**DATA TO USE**
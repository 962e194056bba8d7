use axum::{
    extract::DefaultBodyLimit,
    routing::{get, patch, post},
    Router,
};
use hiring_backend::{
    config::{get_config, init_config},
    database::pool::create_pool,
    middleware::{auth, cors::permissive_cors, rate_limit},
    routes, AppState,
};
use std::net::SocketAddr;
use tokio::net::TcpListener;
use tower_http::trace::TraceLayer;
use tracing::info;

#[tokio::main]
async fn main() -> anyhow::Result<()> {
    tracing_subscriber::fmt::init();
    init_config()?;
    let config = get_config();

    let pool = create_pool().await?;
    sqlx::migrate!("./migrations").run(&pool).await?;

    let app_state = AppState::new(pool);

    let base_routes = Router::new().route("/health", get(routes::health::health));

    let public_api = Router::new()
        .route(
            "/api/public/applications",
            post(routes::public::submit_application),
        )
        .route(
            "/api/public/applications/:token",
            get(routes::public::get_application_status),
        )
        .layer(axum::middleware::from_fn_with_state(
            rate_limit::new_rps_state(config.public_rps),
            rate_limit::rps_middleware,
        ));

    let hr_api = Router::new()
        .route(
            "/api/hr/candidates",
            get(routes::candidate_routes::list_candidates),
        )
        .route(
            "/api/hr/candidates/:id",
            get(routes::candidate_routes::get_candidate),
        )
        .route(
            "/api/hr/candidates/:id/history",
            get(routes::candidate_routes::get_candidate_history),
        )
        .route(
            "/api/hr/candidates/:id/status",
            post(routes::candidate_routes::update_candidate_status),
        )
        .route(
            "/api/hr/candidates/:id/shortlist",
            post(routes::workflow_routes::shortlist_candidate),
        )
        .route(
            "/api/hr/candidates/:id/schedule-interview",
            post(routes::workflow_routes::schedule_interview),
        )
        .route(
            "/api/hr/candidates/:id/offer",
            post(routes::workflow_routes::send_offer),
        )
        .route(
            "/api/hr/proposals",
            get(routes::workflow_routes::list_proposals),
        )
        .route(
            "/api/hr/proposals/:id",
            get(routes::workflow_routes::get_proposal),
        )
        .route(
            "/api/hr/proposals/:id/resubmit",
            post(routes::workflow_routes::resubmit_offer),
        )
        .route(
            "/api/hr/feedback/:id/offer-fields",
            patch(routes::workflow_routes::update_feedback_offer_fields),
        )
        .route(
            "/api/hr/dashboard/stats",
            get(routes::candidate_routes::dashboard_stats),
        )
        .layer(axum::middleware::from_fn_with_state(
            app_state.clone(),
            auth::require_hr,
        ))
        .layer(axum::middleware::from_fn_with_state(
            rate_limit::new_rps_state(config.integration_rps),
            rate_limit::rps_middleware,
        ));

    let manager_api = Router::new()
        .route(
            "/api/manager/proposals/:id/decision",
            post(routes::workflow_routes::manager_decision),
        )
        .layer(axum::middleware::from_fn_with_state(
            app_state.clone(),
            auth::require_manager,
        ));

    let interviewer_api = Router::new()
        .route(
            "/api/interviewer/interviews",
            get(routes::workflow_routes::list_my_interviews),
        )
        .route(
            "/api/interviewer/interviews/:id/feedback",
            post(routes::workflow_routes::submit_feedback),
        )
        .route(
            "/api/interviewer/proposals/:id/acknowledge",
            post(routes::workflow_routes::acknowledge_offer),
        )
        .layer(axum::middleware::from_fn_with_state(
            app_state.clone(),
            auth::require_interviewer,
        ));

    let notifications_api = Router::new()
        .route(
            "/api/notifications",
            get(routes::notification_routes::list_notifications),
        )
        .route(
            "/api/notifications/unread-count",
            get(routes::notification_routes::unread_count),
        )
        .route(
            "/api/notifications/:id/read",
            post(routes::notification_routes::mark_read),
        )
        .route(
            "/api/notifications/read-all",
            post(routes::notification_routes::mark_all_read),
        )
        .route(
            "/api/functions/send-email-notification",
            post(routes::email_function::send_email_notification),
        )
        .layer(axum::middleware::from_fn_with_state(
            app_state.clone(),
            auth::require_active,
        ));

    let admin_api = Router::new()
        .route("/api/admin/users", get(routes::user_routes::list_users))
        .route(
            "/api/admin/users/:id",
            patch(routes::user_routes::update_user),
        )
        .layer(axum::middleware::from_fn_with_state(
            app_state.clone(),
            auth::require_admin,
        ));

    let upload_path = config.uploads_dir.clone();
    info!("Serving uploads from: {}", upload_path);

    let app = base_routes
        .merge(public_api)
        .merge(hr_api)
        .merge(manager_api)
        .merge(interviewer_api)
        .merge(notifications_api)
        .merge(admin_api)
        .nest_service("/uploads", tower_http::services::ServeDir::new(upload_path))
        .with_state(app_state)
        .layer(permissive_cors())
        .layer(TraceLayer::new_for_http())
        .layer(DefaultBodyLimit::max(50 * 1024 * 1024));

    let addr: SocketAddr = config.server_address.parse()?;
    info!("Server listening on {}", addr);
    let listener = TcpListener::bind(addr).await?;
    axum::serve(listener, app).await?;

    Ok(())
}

---

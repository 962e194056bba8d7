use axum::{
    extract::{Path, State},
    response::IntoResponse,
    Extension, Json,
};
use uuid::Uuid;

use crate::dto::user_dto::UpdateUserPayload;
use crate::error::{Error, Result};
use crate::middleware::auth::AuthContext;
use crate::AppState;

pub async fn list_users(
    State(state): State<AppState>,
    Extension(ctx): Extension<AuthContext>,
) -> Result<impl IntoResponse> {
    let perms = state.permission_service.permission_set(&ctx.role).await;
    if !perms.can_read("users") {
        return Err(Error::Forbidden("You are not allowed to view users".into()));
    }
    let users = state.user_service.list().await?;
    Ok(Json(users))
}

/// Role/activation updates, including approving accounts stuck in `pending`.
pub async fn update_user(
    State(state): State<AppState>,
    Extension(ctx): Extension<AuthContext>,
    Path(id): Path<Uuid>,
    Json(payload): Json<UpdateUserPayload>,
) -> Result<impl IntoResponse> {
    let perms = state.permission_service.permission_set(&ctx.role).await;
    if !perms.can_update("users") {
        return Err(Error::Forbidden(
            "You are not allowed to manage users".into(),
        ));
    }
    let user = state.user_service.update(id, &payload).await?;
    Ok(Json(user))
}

**WHAT YOU NEED TO DO**
What lines hold the string "main"? Pick them out of the data.

**RESPONSE AREA**
#[tokio::main]
async fn main() -> anyhow::Result<()> {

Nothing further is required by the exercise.